Many who have long pushed for the prison’s closure say the U.S. needs to act fast because the legal premise for indefinite detention will evaporate when the U.S. pulls its troops out of Afghanistan in 2014, effectively ending the war that prompted the opening of Guantánamo in January 2002.
“Our credibility is strained to begin with, but whatever is left is going to be sorely harmed if we continue to detain people after the rationale has expired,” said Morris “Moe” Davis, a retired Air Force colonel who served two years as the chief prosecutor for the Guantánamo military commissions.
The men in the indefinite category include three Saudis, al-Shimrani among them, who were held back as dozens of fellow citizens were sent to a rehabilitation program in their country.
It also includes two Kuwaitis, Faez al-Kandari and Fawzi al-Odah, who have been accused of being part of the terrorist group and are being held even though Kuwait has built a rehabilitation center for them that sits idle.
Also on the list are several Afghans, who officials have said are possible candidates for a prisoner swap with the Taliban involving an American POW, Army Sgt. Bowe Bergdahl of Idaho.
Al-Shimrani, who worked as a teacher in Saudi Arabia, was accused of training with al-Qaida and fighting against the Northern Alliance and possibly being a bodyguard for Osama bin Laden. Rayner argues there is no longer any legal or security justification to hold him.

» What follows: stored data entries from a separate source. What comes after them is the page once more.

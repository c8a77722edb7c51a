use crate::record::CandidateRecord;
use crate::url::normalize_website;
use once_cell::sync::Lazy;
use regex::Regex;
use std::collections::HashSet;

static SAINTS_ABBREV: Lazy<Regex> = Lazy::new(|| Regex::new(r"\bSts\.\s*").expect("static regex"));
static SAINT_ABBREV: Lazy<Regex> = Lazy::new(|| Regex::new(r"\bSt\.\s*").expect("static regex"));
static CLERGY_TITLES: Lazy<[(Regex, &'static str); 3]> = Lazy::new(|| {
    [
        (Regex::new(r"\bFr\.\s*").expect("static regex"), "Father "),
        (Regex::new(r"\bRev\.\s*").expect("static regex"), "Reverend "),
        (Regex::new(r"\bDr\.\s*").expect("static regex"), "Doctor "),
    ]
});
static ZIP: Lazy<Regex> = Lazy::new(|| Regex::new(r"\d{5}").expect("static regex"));
static EMAIL: Lazy<Regex> = Lazy::new(|| {
    Regex::new(r"[A-Za-z0-9._%+-]+@[A-Za-z0-9.-]+\.[A-Za-z]{2,}").expect("static regex")
});

/// Words dropped from search keywords
const COMMON_WORDS: &[&str] = &["orthodox", "church", "parish", "the", "of", "and", "in"];

const STATES: &[(&str, &str)] = &[
    ("alabama", "AL"), ("alaska", "AK"), ("arizona", "AZ"), ("arkansas", "AR"),
    ("california", "CA"), ("colorado", "CO"), ("connecticut", "CT"), ("delaware", "DE"),
    ("district of columbia", "DC"), ("florida", "FL"), ("georgia", "GA"), ("hawaii", "HI"),
    ("idaho", "ID"), ("illinois", "IL"), ("indiana", "IN"), ("iowa", "IA"),
    ("kansas", "KS"), ("kentucky", "KY"), ("louisiana", "LA"), ("maine", "ME"),
    ("maryland", "MD"), ("massachusetts", "MA"), ("michigan", "MI"), ("minnesota", "MN"),
    ("mississippi", "MS"), ("missouri", "MO"), ("montana", "MT"), ("nebraska", "NE"),
    ("nevada", "NV"), ("new hampshire", "NH"), ("new jersey", "NJ"), ("new mexico", "NM"),
    ("new york", "NY"), ("north carolina", "NC"), ("north dakota", "ND"), ("ohio", "OH"),
    ("oklahoma", "OK"), ("oregon", "OR"), ("pennsylvania", "PA"), ("rhode island", "RI"),
    ("south carolina", "SC"), ("south dakota", "SD"), ("tennessee", "TN"), ("texas", "TX"),
    ("utah", "UT"), ("vermont", "VT"), ("virginia", "VA"), ("washington", "WA"),
    ("west virginia", "WV"), ("wisconsin", "WI"), ("wyoming", "WY"),
];

/// Standardizes every field of a candidate
///
/// Empty or unparsable optional fields become `None`. Cleaning never rejects a
/// candidate; that is the validator's job.
pub fn clean_candidate(candidate: &CandidateRecord) -> CandidateRecord {
    CandidateRecord {
        source_id: candidate.source_id.clone(),
        name: clean_name(&candidate.name),
        jurisdiction: collapse_whitespace(&candidate.jurisdiction).unwrap_or_default(),
        address: candidate.address.as_deref().and_then(collapse_whitespace),
        city: candidate.city.as_deref().and_then(collapse_whitespace),
        state: candidate.state.as_deref().and_then(clean_state),
        zip_code: candidate.zip_code.as_deref().and_then(clean_zip),
        clergy_contact: candidate.clergy_contact.as_deref().and_then(clean_clergy),
        website: candidate.website.as_deref().and_then(normalize_website),
        contact_phone: candidate.contact_phone.as_deref().and_then(clean_phone),
        contact_email: candidate.contact_email.as_deref().and_then(clean_email),
        source_url: candidate.source_url.as_deref().and_then(clean_source_url),
    }
}

/// Builds the space-separated keyword list used by free-text search
///
/// # Arguments
///
/// * `name` - Church name; every word participates
/// * `city` - City, kept as one token
/// * `state` - State code, kept as one token
/// * `jurisdiction` - Jurisdiction name; every word participates
///
/// # Returns
///
/// Lowercased, deduplicated words longer than two characters, in first-seen order
pub fn generate_search_keywords(
    name: &str,
    city: Option<&str>,
    state: Option<&str>,
    jurisdiction: &str,
) -> String {
    let name = name.to_lowercase();
    let city = city.map(str::to_lowercase);
    let state = state.map(str::to_lowercase);
    let jurisdiction = jurisdiction.to_lowercase();

    let words = name
        .split_whitespace()
        .chain(city.as_deref())
        .chain(state.as_deref())
        .chain(jurisdiction.split_whitespace());

    let mut seen = HashSet::new();
    let mut keywords = Vec::new();
    for word in words {
        if word.chars().count() <= 2 || COMMON_WORDS.contains(&word) {
            continue;
        }
        if seen.insert(word) {
            keywords.push(word);
        }
    }
    keywords.join(" ")
}

fn collapse_whitespace(value: &str) -> Option<String> {
    let collapsed = value.split_whitespace().collect::<Vec<_>>().join(" ");
    if collapsed.is_empty() {
        None
    } else {
        Some(collapsed)
    }
}

fn clean_name(name: &str) -> String {
    let name = SAINTS_ABBREV.replace_all(name, "Saints ");
    let name = SAINT_ABBREV.replace_all(&name, "Saint ");
    collapse_whitespace(&name).unwrap_or_default()
}

fn clean_clergy(clergy: &str) -> Option<String> {
    let mut clergy = clergy.to_string();
    for (pattern, replacement) in CLERGY_TITLES.iter() {
        clergy = pattern.replace_all(&clergy, *replacement).into_owned();
    }
    collapse_whitespace(&clergy)
}

fn clean_state(state: &str) -> Option<String> {
    let lowered = collapse_whitespace(state)?.to_lowercase();
    if lowered.chars().count() == 2 {
        return Some(lowered.to_uppercase());
    }

    STATES
        .iter()
        .find(|(full, _)| *full == lowered)
        .map(|(_, code)| code.to_string())
        .or_else(|| Some(lowered.to_uppercase()))
}

fn clean_zip(zip: &str) -> Option<String> {
    ZIP.find(zip).map(|m| m.as_str().to_string())
}

fn clean_email(email: &str) -> Option<String> {
    EMAIL.find(email).map(|m| m.as_str().to_lowercase())
}

/// Formats a US phone number as `(AAA) BBB-CCCC`
fn clean_phone(phone: &str) -> Option<String> {
    let digits: String = phone.chars().filter(|c| c.is_ascii_digit()).collect();
    let digits = match digits.len() {
        10 => digits.as_str(),
        11 if digits.starts_with('1') => &digits[1..],
        _ => return None,
    };
    Some(format!("({}) {}-{}", &digits[..3], &digits[3..6], &digits[6..]))
}

fn clean_source_url(url: &str) -> Option<String> {
    let url = url.trim();
    if url.is_empty() {
        return None;
    }
    let lowered = url.to_ascii_lowercase();
    if lowered.starts_with("http://") || lowered.starts_with("https://") {
        Some(url.to_string())
    } else {
        Some(format!("https://{}", url))
    }
}
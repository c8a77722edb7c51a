use serde::Serialize;
use std::ops::AddAssign;

/// Running counters of a crawl session
///
/// Every candidate a task yields lands in exactly one of `new`, `duplicate`,
/// `updated` or `errors`, and a task that fails outright counts once as found
/// and once as an error, so `found == new + duplicate + updated + errors`.
#[derive(Debug, Clone, Copy, Default, PartialEq, Eq, Serialize)]
pub struct SessionTotals {
    pub found: u64,
    pub new: u64,
    pub duplicate: u64,
    pub updated: u64,
    pub errors: u64,
}

impl SessionTotals {
    /// Delta for one candidate classified as new
    pub fn new_record() -> Self {
        Self { found: 1, new: 1, ..Default::default() }
    }

    pub fn duplicate_record() -> Self {
        Self { found: 1, duplicate: 1, ..Default::default() }
    }

    pub fn updated_record() -> Self {
        Self { found: 1, updated: 1, ..Default::default() }
    }

    /// Delta for one rejected candidate or one failed task
    pub fn error() -> Self {
        Self { found: 1, errors: 1, ..Default::default() }
    }

    /// Returns true if the accounting identity holds
    pub fn is_balanced(&self) -> bool {
        self.found == self.new + self.duplicate + self.updated + self.errors
    }

    /// Records that reached the store (new or updated)
    pub fn committed(&self) -> u64 {
        self.new + self.updated
    }
}

impl AddAssign for SessionTotals {
    fn add_assign(&mut self, other: Self) {
        self.found += other.found;
        self.new += other.new;
        self.duplicate += other.duplicate;
        self.updated += other.updated;
        self.errors += other.errors;
    }
}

Most of the government’s court filings on him are sealed. In general, however, the reason the government often opted not to prosecute men on the indefinite list was because their capture involved aid from foreign governments that did not want their assistance disclosed or because U.S. authorities used technological capabilities they did not want to publicize, said Davis.
“It wasn’t that there wasn’t good evidence; it was an inability to use that evidence,” he said.
Air Force Lt. Col. Barry Wingard, a military lawyer for al-Kandari, who is accused of producing al-Qaida propaganda, insists there is a lack of evidence. “If the government could successfully prosecute these guys they would,” he said. “But they can’t and they won’t.”
The U.S. began using Guantánamo to hold “enemy combatants” in the chaotic early days of the war in Afghanistan. Al-Shimrani, captured in Pakistan after fleeing Afghanistan, was among the first arrivals, a core group who it was thought would yield valuable intelligence about al-Qaida.
He was eventually interrogated at least 88 times, according to court documents.
The prison, meanwhile, grew to a peak of about 680, with Afghans and Saudis the two largest groups.
Amid global pressure, Obama vowed to close the prison upon taking office but Congress enacted legislation that prohibited the transfer of prisoners to the U.S. and made it harder to send them abroad.
An administration task force divided the prisoners into three, somewhat fluid, categories in January 2010: those who should be considered for trial; those who should be transferred overseas or released; and those who should be held indefinitely under the laws of war.
At the time, there were 48 on the indefinite list but two have since died. The number may also grow since some of the two dozen designated for prosecution can’t be charged, because Congress has prevented them from being tried in civilian courts and an appeals-court ruling found they couldn’t be charged by military commission.
Meanwhile, the government is fitfully moving ahead with military trials for some of the men whose cases were deemed fit for prosecution. Defense Department officials returned to Guantánamo Bay on Sunday for a weeklong pretrial hearing for five prisoners facing charges that include murder and terrorism for planning and aiding the Sept. 11 attacks.
The U.S. has also made some progress on the nearly 90 prisoners approved for transfer or release, recently naming a new State Department envoy to lead the effort and approving long-stalled transfers for two Algerians.
That leaves the fate of the indefinites up to the intelligence officials on Periodic Review Boards.